Reproduce the listing exactly, keeping every word as it is.

^^^^^^^^

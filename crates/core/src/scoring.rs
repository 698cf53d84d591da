//! Score submission validation and attribution.

use serde_json::Value;

use crate::error::CoreError;
use crate::identity::{Identity, IdentityKey};
use crate::input;
use crate::types::DbId;

/// A validated `{sceneId, ms}` submission, not yet tied to a player.
#[derive(Debug, Clone, Copy, PartialEq, Eq)]
pub struct ScoreSubmission {
    pub scene_id: DbId,
    pub ms: i64,
}

impl ScoreSubmission {
    /// Both fields must be finite positive integers.
    pub fn parse(scene_id: Option<&Value>, ms: Option<&Value>) -> Result<Self, CoreError> {
        Ok(Self {
            scene_id: input::positive_int(scene_id, "sceneId")?,
            ms: input::positive_int(ms, "ms")?,
        })
    }

    /// Attach the submitting identity.
    ///
    /// Users and admins are recorded by user id, guests by guest id; this is
    /// the only place the two identity kinds meet in storage.
    pub fn attribute_to(self, identity: &Identity) -> NewScore {
        NewScore {
            scene_id: self.scene_id,
            ms: self.ms,
            owner: identity.key(),
        }
    }
}

/// A score ready to insert.
#[derive(Debug, Clone, Copy, PartialEq, Eq)]
pub struct NewScore {
    pub scene_id: DbId,
    pub ms: i64,
    pub owner: IdentityKey,
}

^^^^^^^^

Exercise answer:
filename crates/core/src/scoring.rs
repository 698cf53d84d591da
//! Score submission validation and attribution.

use serde_json::Value;

use crate::error::CoreError;
use crate::identity::{Identity, IdentityKey};
use crate::input;
use crate::types::DbId;

/// A validated `{sceneId, ms}` submission, not yet tied to a player.
#[derive(Debug, Clone, Copy, PartialEq, Eq)]
pub struct ScoreSubmission {
    pub scene_id: DbId,
    pub ms: i64,
}

impl ScoreSubmission {
    /// Both fields must be finite positive integers.
    pub fn parse(scene_id: Option<&Value>, ms: Option<&Value>) -> Result<Self, CoreError> {
        Ok(Self {
            scene_id: input::positive_int(scene_id, "sceneId")?,
            ms: input::positive_int(ms, "ms")?,
        })
    }

    /// Attach the submitting identity.
    ///
    /// Users and admins are recorded by user id, guests by guest id; this is
    /// the only place the two identity kinds meet in storage.
    pub fn attribute_to(self, identity: &Identity) -> NewScore {
        NewScore {
            scene_id: self.scene_id,
            ms: self.ms,
            owner: identity.key(),
        }
    }
}

/// A score ready to insert.
#[derive(Debug, Clone, Copy, PartialEq, Eq)]
pub struct NewScore {
    pub scene_id: DbId,
    pub ms: i64,
    pub owner: IdentityKey,
}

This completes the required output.